→ **EXERCISE DIRECTIONS**
For the word "translations", state how many lines below contain it. Give no other text.
*** Block opens ***
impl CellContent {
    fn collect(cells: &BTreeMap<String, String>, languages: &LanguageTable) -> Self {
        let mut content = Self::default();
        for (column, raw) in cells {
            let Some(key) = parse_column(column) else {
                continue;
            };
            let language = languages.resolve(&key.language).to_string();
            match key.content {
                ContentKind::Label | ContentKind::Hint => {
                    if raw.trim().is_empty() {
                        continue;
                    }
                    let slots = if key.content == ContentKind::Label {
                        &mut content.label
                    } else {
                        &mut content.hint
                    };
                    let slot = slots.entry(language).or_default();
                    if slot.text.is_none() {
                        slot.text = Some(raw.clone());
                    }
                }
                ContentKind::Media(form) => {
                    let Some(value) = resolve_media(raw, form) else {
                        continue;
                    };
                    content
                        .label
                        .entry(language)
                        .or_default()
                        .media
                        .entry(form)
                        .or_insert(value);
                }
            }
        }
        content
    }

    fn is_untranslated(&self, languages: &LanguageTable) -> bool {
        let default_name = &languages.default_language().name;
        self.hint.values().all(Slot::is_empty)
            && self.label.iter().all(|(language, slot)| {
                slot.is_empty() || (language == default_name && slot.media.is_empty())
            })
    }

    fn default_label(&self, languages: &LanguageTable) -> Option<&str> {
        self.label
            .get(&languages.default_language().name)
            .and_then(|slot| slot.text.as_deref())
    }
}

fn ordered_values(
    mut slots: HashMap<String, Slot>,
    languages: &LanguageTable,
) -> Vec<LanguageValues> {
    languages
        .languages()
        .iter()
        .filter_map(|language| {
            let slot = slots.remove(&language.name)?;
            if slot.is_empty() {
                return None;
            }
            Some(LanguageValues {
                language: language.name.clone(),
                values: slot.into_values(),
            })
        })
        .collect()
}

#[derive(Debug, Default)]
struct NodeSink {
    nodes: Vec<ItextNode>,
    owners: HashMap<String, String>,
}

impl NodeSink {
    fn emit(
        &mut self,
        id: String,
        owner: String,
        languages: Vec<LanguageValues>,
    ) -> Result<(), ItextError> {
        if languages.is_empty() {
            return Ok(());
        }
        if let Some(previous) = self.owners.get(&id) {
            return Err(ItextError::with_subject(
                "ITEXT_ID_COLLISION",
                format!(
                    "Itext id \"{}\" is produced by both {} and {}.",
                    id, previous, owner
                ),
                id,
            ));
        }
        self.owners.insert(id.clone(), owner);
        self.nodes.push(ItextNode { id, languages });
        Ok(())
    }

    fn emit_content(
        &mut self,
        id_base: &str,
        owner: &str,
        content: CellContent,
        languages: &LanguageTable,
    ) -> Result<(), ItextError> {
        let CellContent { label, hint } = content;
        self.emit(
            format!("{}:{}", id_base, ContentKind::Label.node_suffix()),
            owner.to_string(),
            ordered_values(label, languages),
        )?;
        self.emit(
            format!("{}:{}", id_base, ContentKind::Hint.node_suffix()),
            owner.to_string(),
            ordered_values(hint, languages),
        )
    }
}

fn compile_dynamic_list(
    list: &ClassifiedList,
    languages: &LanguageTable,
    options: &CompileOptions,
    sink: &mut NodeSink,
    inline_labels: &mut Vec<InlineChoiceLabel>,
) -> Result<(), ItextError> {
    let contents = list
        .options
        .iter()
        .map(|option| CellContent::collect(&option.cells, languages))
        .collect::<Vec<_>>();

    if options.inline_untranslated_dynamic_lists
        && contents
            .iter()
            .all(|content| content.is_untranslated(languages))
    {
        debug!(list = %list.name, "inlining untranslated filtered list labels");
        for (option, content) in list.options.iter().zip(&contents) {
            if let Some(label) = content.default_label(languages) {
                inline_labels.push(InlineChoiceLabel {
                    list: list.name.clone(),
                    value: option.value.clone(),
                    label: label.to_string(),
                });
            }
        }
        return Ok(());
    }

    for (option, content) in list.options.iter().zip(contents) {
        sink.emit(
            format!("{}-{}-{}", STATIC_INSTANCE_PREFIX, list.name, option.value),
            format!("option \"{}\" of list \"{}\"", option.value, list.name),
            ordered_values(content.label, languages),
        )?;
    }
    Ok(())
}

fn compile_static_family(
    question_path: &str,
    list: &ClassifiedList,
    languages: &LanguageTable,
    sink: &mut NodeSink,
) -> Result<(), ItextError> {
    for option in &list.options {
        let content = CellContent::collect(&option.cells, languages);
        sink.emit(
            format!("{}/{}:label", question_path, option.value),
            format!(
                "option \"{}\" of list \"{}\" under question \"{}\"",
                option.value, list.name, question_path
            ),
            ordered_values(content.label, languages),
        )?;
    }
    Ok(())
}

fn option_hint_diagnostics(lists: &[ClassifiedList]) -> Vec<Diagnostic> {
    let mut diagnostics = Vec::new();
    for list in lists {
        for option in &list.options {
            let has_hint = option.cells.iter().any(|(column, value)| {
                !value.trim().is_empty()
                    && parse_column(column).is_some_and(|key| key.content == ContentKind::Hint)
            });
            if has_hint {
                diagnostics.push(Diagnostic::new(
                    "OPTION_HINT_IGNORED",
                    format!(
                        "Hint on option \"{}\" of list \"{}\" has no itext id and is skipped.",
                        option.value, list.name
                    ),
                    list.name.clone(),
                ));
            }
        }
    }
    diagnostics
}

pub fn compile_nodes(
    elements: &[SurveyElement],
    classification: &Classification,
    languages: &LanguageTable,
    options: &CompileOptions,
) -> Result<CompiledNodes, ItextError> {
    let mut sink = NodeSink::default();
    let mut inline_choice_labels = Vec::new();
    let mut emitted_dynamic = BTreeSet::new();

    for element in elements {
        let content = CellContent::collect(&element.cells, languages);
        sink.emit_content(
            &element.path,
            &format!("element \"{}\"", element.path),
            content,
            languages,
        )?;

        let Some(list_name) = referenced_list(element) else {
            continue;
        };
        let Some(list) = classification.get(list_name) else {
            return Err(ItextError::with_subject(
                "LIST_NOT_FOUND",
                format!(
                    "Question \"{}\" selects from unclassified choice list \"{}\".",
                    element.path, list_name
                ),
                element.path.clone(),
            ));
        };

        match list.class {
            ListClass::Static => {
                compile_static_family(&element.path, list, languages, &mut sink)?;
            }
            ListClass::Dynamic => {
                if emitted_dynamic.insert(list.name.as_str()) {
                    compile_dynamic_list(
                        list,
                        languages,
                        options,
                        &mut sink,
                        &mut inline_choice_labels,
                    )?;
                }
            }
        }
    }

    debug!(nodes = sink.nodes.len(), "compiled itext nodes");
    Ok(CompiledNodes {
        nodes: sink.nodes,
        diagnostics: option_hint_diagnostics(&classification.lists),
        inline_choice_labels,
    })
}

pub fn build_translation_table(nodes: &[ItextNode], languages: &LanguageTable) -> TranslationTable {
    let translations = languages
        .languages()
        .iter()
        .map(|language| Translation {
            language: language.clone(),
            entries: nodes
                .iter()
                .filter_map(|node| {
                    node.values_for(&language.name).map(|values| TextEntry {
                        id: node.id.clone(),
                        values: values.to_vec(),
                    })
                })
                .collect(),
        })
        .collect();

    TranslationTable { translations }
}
*** Block closes ***
→ **RESPONSE TO THE EXERCISE**
2